Many in the medical field have a vision of a system of personalized, precision medicine. In this vision, doctors are able to identify treatments for patients based on genetic information that has been linked to treatment efficacy.
Precision medicine is an area of innovation that could help more quickly identify treatments with better outcomes for patients. Because in this paradigm, it is less likely that the patient would be going through trial-and-error cycles of treatment, fewer side effects would be expected.
Advances in the understanding of genetic factors in treatment efficacy have enabled the development of diagnostic tools that allow doctors to identify potential treatment options that were not previously recognized. This information can be used to prescribe targeted, patient-specific treatment regimens. But there is a lot to accomplish before this vision becomes a reality – on the research side and organizationally within the healthcare system.
As these technologies and scientific knowledge have been increasing, rising health care costs have led to the development of new payment approaches meant to reduce cost and protect quality. Value-based purchasing (VBP) is an approach designed to move medicine towards evidence-based treatment options and provide incentives for healthcare practitioners to more closely question the expected effectiveness of treatments that may add costs without adding value.
Under a VBP model, reimbursement decisions for drugs, medical devices and therapies are based on their demonstrated impact on quality measures. In other words, hospital and healthcare providers are paid, in part, based on quality measure results rather than just the cost of treatment. Traditional fee-for-service models are reimbursed based on cost of treatment, which provide counter-incentives that can greatly increase cost.
Proponents believe that VBP models have the potential to lower overall healthcare spending while increasing the quality of care for patients. While it’s hard to argue with these goals, concerns have been expressed about how innovation will fare in a value-based framework. Once the use of precision medicine is well developed and established, its use will be entirely consistent with a value-based purchasing model. So the question is – how do we get there from here? How do we allow this technology to advance during a time in which its value is not yet proven and still being refined? How can we make sure we do not curtail such work – letting the now uncertain understanding override the potential long-term benefit?
A Precision Medicine Study
Battelle conducted a study to look at the decision-making processes around using precision medicine diagnostic tools for cancer treatment. The study identified possible barriers to more fully realizing the potential of these tools for improved patient outcomes.
Although diagnostics to conduct genetic screening for cancer are well developed, they are not yet consistently used. The cost of the diagnostic tools is high and since treatment options do not yet exist for every genetic mutation, the output from the test is not always going to be valuable to the provider. Further, payers generally have been reluctant to reimburse for these tools, preferring instead to reimburse for tools and treatments under current “Standards of Care” that have longer histories of evidence behind them. Most importantly, providers do not always know how to use the results from these tools, and they are often only seen as a “tool of last resort” for patients who have not responded to other forms of treatment.

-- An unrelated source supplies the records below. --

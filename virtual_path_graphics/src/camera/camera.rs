/// Camera - fly-through perspective camera.
///
/// Position plus yaw/pitch Euler angles. Angles are stored in radians and
/// exposed in degrees; the basis vectors are recomputed whenever an angle
/// changes. Owned and driven by the caller (drawing services), never by
/// the renderer.

use glam::{Mat4, Vec3};

/// Near clip plane distance
pub const NEAR_PLANE: f32 = 0.1;
/// Far clip plane distance
pub const FAR_PLANE: f32 = 1000.0;

const PITCH_LIMIT_DEGREES: f32 = 89.0;
const MIN_FOV_DEGREES: f32 = 1.0;
const MAX_FOV_DEGREES: f32 = 90.0;

#[derive(Debug, Clone)]
pub struct Camera {
    /// Viewport width in pixels (drives the aspect ratio)
    pub width: u32,
    /// Viewport height in pixels
    pub height: u32,
    pub position: Vec3,
    front: Vec3,
    up: Vec3,
    right: Vec3,
    pitch: f32,
    yaw: f32,
    fov: f32,
}

impl Default for Camera {
    fn default() -> Self {
        Self {
            width: 0,
            height: 0,
            position: Vec3::ZERO,
            front: Vec3::NEG_Z,
            up: Vec3::Y,
            right: Vec3::X,
            pitch: 0.0,
            yaw: -std::f32::consts::FRAC_PI_2,
            fov: std::f32::consts::FRAC_PI_2,
        }
    }
}

impl Camera {
    /// Camera at `position` looking down -Z
    pub fn new(position: Vec3) -> Self {
        Self { position, ..Self::default() }
    }

    // ===== ANGLES (degrees) =====

    pub fn pitch(&self) -> f32 {
        self.pitch.to_degrees()
    }

    /// Set pitch in degrees, clamped to [-89, 89]
    pub fn set_pitch(&mut self, degrees: f32) {
        self.pitch = degrees.clamp(-PITCH_LIMIT_DEGREES, PITCH_LIMIT_DEGREES).to_radians();
        self.update_vectors();
    }

    pub fn yaw(&self) -> f32 {
        self.yaw.to_degrees()
    }

    /// Set yaw in degrees (unclamped)
    pub fn set_yaw(&mut self, degrees: f32) {
        self.yaw = degrees.to_radians();
        self.update_vectors();
    }

    /// Vertical field of view in degrees
    pub fn fov(&self) -> f32 {
        self.fov.to_degrees()
    }

    /// Set the vertical field of view in degrees, clamped to [1, 90]
    pub fn set_fov(&mut self, degrees: f32) {
        self.fov = degrees.clamp(MIN_FOV_DEGREES, MAX_FOV_DEGREES).to_radians();
    }

    // ===== BASIS =====

    pub fn front(&self) -> Vec3 {
        self.front
    }

    pub fn up(&self) -> Vec3 {
        self.up
    }

    pub fn right(&self) -> Vec3 {
        self.right
    }

    // ===== MATRICES =====

    /// Look-at from `position` along `front`
    pub fn view_matrix(&self) -> Mat4 {
        Mat4::look_at_rh(self.position, self.position + self.front, self.up)
    }

    /// Perspective projection (GL clip space, depth in [-1, 1])
    ///
    /// An unsized camera (0x0) gives a NaN aspect ratio; callers size the
    /// camera before drawing.
    pub fn projection_matrix(&self) -> Mat4 {
        let aspect = self.width as f32 / self.height as f32;
        Mat4::perspective_rh_gl(self.fov, aspect, NEAR_PLANE, FAR_PLANE)
    }

    /// Combined view-projection matrix (projection * view)
    pub fn view_projection_matrix(&self) -> Mat4 {
        self.projection_matrix() * self.view_matrix()
    }

    fn update_vectors(&mut self) {
        self.front = Vec3::new(
            self.pitch.cos() * self.yaw.cos(),
            self.pitch.sin(),
            self.pitch.cos() * self.yaw.sin(),
        )
        .normalize();
        self.right = self.front.cross(Vec3::Y).normalize();
        self.up = self.right.cross(self.front).normalize();
    }
}

#[cfg(test)]
#[path = "camera_tests.rs"]
mod tests;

In order for genetic testing for informing decisions on cancer treatment to become more widely used, costs will need to come down and the perceived value will need to go up. In part, perceived value will depend on the approval of more targeted options matched to specific test results. It also will require analysis assessing the degree to which patients receiving the test have better outcomes than those who do not.
Learn more about the Battelle study.
Value-based payment programs are not intentionally designed to stifle innovation, but their use is based on a static Standard of Care. This restricts the ability for providers to try to adapt the research in emerging areas, like precision medicine. This approach can be adapted to better support development of innovative approaches such as precision medicine, but change would be needed.

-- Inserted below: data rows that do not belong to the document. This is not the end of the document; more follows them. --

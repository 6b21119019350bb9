//! Lookup history: persisted readings and the operations over them

pub mod service;
pub mod store;

pub use service::HistoryService;
pub use store::HistoryStore;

Our recommendation is that this adaption should consider these questions:
Are measures aligned with the outcomes analyzed?
Is information available in a timely manner to providers and payers?
Is the analysis of the value of approach decision-driven (not just based on clinical efficacy)?
Are the transition costs incorporated into the payment model?
As the speed of discovery and change accelerates in medicine, the impact of cost-reducing purchasing models will need to be monitored to ensure that patients have access to the best treatments and diagnostic options, and to ensure the long-term potential is not being lost. This will require building a more dynamic system for updating Standards of Care to capture fast-moving science. Care must also be taken to ensure Standards of Care are informed by the best possible evidence.
Our research suggests that developing the analysis and decision-support tools necessary to support new medical advances while meeting the needs of patients, providers and value-based payers is possible, but will be challenging.